ECLI:NL:RBDHA:2025:7704

Rechtbank Den Haag

Datum uitspraak
6 mei 2025
Publicatiedatum
6 mei 2025
Zaaknummer
NL25.18702
Instantie
Rechtbank Den Haag
Type
Uitspraak
Procedures
  • Eerste aanleg - enkelvoudig
Vindplaatsen
  • Rechtspraak.nl
AI samenvatting door LexboostAutomatisch gegenereerd

Onrechtmatigheid van de maatregel van bewaring in vreemdelingenrechtelijke context

In deze zaak heeft de Rechtbank Den Haag op 6 mei 2025 uitspraak gedaan in een bestuursrechtelijke procedure betreffende de maatregel van bewaring van een eiser, die zonder rechtmatig verblijf in Nederland was. De eiser, geboren in 2001 en van Marokkaanse nationaliteit, had beroep ingesteld tegen een besluit van de minister van Asiel en Migratie, dat op 23 april 2025 was genomen. Dit besluit hield in dat de eiser op grond van artikel 59, eerste lid, aanhef en onder a, van de Vreemdelingenwet 2000 in bewaring werd gesteld. De rechtbank heeft de zaak op 30 april 2025 behandeld, waarbij de eiser werd bijgestaan door zijn gemachtigde en een tolk aanwezig was.

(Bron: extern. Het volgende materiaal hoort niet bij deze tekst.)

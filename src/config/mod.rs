//! Typed queue configuration.
//!
//! Loaded from environment variables or a TOML file. Every setting is
//! optional; a value that is present but malformed fails fast.

use std::hash::Hash;
use std::path::Path;

use serde::Deserialize;

use crate::error::{Error, Result};
use crate::merge::MergePolicy;
use crate::queue::{BoxedMerge, UniqueQueue};
use crate::telemetry::TelemetryConfig;

pub const POLICY_VAR: &str = "UNIQ_QUEUE_MERGE_POLICY";
pub const CAPACITY_VAR: &str = "UNIQ_QUEUE_INITIAL_CAPACITY";
pub const LOG_LEVEL_VAR: &str = "LOG_LEVEL";

#[derive(Debug, Clone, PartialEq, Eq, Deserialize)]
#[serde(default, deny_unknown_fields)]
pub struct QueueConfig {
    pub policy: MergePolicy,
    pub initial_capacity: usize,
    pub log_level: String,
}

impl Default for QueueConfig {
    fn default() -> Self {
        Self {
            policy: MergePolicy::RetainNew,
            initial_capacity: 0,
            log_level: "info".to_string(),
        }
    }
}

/// Top-level TOML wrapper.
#[derive(Debug, Default, Deserialize)]
struct ConfigFile {
    #[serde(default)]
    queue: QueueConfig,
}

impl QueueConfig {
    /// Load configuration from environment variables.
    ///
    /// In local dev, use [`QueueConfig::from_dotenv`] to pick up a `.env`
    /// file first.
    pub fn from_env() -> Result<Self> {
        let defaults = Self::default();

        let policy = match optional_var(POLICY_VAR) {
            Some(raw) => raw.parse()?,
            None => defaults.policy,
        };

        let initial_capacity = match optional_var(CAPACITY_VAR) {
            Some(raw) => raw.trim().parse().map_err(|e| {
                Error::Config(format!("{CAPACITY_VAR} must be a non-negative integer: {e}"))
            })?,
            None => defaults.initial_capacity,
        };

        Ok(Self {
            policy,
            initial_capacity,
            log_level: optional_var(LOG_LEVEL_VAR).unwrap_or(defaults.log_level),
        })
    }

    /// Load a `.env` file if one exists, then read the environment.
    pub fn from_dotenv() -> Result<Self> {
        dotenvy::dotenv().ok();
        Self::from_env()
    }

    /// Load variables from a specific env file, then read the environment.
    ///
    /// Variables already set in the process take precedence over the file.
    pub fn from_env_file(path: impl AsRef<Path>) -> Result<Self> {
        let path = path.as_ref();
        dotenvy::from_path(path)
            .map_err(|e| Error::Config(format!("bad env file {}: {e}", path.display())))?;
        Self::from_env()
    }

    /// Parse the `[queue]` table of a TOML document.
    pub fn from_toml_str(content: &str) -> Result<Self> {
        let file: ConfigFile = toml::from_str(content)
            .map_err(|e| Error::Config(format!("bad queue config: {e}")))?;
        Ok(file.queue)
    }

    /// Read and parse a TOML config file.
    pub fn load(path: impl AsRef<Path>) -> Result<Self> {
        let path = path.as_ref();
        let content = std::fs::read_to_string(path)?;
        let file: ConfigFile = toml::from_str(&content)
            .map_err(|e| Error::Config(format!("bad queue config {}: {e}", path.display())))?;
        Ok(file.queue)
    }

    /// Build an empty queue with the configured policy and capacity.
    pub fn build_queue<K, V>(&self) -> UniqueQueue<K, V>
    where
        K: Eq + Hash + Clone,
        V: 'static,
    {
        let policy = self.policy;
        let merge: BoxedMerge<V> = Box::new(move |old, new| policy.merge(old, new));
        UniqueQueue::with_capacity(self.initial_capacity, merge)
    }
}

impl From<&QueueConfig> for TelemetryConfig {
    fn from(config: &QueueConfig) -> Self {
        Self {
            log_level: Some(config.log_level.clone()),
        }
    }
}

fn optional_var(name: &str) -> Option<String> {
    std::env::var(name).ok().filter(|v| !v.trim().is_empty())
}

De rechtbank oordeelde dat de zware grond 3b, die aan de maatregel ten grondslag was gelegd, ten onrechte was toegepast. De motivering van de maatregel gaf geen voldoende onderbouwing voor de stelling dat de eiser zich aan het toezicht had onttrokken. De rechtbank concludeerde dat de overige gronden voor de maatregel wel feitelijk juist waren en voldoende gemotiveerd, waardoor de maatregel van bewaring kon worden gehandhaafd. De rechtbank ging ook in op de voortvarendheid van de minister bij de omzetting van de maatregel, en oordeelde dat er geen onrechtmatigheid was vastgesteld in de procedure.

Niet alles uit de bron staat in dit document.